Work out how many lines of the data below hold the string "NonFinite". Answer with that number alone.

**Data records:**
━━━━━━
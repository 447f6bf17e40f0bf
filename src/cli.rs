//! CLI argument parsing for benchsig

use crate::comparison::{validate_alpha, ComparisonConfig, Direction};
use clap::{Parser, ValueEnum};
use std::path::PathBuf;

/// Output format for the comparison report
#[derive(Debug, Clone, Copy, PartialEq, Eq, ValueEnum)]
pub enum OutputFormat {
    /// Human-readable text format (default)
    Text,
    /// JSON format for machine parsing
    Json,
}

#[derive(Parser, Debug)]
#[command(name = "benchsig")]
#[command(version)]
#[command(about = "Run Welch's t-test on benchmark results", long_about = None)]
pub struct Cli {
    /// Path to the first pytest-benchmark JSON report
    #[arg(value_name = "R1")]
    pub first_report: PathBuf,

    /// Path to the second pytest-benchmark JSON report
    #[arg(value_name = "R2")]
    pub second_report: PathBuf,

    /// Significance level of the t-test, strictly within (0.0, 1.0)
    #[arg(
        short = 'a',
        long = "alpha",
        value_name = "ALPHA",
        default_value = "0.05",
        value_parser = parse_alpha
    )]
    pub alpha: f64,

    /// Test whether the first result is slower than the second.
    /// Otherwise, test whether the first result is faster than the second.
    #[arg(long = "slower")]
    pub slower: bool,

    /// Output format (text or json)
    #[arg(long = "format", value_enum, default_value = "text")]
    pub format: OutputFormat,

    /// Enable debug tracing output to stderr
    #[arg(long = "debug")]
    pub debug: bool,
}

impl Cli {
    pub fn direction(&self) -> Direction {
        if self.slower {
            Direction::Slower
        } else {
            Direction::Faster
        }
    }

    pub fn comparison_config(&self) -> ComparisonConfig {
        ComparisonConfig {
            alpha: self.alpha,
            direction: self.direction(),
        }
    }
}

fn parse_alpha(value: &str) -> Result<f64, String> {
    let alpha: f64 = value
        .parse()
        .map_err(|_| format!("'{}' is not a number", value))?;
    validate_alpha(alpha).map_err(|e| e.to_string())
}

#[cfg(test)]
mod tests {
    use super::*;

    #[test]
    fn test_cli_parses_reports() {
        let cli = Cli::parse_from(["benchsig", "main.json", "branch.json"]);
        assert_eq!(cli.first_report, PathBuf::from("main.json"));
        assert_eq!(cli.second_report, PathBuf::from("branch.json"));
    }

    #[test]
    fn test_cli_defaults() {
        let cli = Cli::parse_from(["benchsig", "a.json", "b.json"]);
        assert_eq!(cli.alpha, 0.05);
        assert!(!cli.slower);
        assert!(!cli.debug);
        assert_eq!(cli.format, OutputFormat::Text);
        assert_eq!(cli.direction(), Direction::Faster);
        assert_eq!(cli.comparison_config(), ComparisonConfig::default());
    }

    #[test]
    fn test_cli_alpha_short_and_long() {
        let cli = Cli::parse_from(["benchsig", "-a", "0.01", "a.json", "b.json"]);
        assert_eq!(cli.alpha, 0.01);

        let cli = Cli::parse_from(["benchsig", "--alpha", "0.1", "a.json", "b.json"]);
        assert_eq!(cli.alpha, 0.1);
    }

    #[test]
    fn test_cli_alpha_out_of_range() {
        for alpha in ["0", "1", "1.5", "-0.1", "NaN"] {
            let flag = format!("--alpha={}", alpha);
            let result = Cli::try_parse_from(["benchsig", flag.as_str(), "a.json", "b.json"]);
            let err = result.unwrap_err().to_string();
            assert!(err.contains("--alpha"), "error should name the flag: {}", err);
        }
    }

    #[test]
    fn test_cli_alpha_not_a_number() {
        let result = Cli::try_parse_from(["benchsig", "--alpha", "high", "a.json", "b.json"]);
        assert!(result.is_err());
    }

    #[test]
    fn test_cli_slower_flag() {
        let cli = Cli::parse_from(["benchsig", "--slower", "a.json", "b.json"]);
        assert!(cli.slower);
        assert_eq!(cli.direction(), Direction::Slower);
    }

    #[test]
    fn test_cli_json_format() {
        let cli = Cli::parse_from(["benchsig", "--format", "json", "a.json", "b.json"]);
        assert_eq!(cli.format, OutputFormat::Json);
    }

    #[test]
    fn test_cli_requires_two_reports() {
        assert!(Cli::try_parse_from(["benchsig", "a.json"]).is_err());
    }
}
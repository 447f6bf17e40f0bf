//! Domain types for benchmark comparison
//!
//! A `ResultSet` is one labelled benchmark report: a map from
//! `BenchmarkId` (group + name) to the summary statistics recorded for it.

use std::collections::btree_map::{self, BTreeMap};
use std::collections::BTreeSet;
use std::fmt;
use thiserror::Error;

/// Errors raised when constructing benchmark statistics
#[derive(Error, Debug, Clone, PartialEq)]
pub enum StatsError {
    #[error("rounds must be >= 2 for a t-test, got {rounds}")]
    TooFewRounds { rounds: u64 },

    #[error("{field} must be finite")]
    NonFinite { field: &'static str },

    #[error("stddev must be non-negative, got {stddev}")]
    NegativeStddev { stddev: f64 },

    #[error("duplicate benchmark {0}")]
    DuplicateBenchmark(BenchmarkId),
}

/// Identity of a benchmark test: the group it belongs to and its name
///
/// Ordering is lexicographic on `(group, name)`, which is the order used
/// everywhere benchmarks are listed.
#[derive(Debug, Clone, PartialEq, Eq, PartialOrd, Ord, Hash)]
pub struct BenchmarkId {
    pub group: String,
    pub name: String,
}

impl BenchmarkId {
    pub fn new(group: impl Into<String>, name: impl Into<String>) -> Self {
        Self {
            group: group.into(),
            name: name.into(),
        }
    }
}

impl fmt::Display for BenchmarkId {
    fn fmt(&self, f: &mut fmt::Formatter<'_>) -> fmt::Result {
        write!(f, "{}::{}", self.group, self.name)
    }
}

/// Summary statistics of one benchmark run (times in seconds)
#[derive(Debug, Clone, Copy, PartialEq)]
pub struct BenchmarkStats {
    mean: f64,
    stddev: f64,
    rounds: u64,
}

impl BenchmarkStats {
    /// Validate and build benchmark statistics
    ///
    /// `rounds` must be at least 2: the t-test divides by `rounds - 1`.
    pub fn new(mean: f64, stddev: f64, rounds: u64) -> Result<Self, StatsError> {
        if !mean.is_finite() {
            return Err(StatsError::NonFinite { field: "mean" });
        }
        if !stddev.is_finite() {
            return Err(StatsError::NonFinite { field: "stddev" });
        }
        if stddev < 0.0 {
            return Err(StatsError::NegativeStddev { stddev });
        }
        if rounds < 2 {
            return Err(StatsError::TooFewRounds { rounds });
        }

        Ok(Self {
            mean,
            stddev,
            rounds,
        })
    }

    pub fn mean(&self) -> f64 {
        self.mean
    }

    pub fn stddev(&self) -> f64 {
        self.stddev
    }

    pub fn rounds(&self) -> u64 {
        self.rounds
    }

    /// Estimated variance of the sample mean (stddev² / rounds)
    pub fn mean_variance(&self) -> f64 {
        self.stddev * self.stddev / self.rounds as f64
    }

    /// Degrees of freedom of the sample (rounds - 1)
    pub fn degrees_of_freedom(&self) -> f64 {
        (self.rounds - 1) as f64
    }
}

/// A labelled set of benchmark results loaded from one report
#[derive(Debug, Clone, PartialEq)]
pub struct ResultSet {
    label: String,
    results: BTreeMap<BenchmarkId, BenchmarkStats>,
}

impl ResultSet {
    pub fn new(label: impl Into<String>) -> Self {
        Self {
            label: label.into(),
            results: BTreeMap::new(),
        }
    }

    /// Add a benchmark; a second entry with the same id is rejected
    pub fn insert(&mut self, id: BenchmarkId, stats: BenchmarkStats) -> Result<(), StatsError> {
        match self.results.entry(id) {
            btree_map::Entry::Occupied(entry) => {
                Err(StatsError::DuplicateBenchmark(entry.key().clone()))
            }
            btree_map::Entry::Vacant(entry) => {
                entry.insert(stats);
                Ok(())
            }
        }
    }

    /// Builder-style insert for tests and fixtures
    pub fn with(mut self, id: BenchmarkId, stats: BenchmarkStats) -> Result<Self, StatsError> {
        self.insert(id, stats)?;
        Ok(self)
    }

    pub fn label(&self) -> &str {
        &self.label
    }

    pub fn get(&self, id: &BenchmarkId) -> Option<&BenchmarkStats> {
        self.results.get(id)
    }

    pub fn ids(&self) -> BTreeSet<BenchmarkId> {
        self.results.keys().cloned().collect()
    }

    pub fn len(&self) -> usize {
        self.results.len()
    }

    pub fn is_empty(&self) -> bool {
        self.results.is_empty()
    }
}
━━━━━━
**Reply:** 3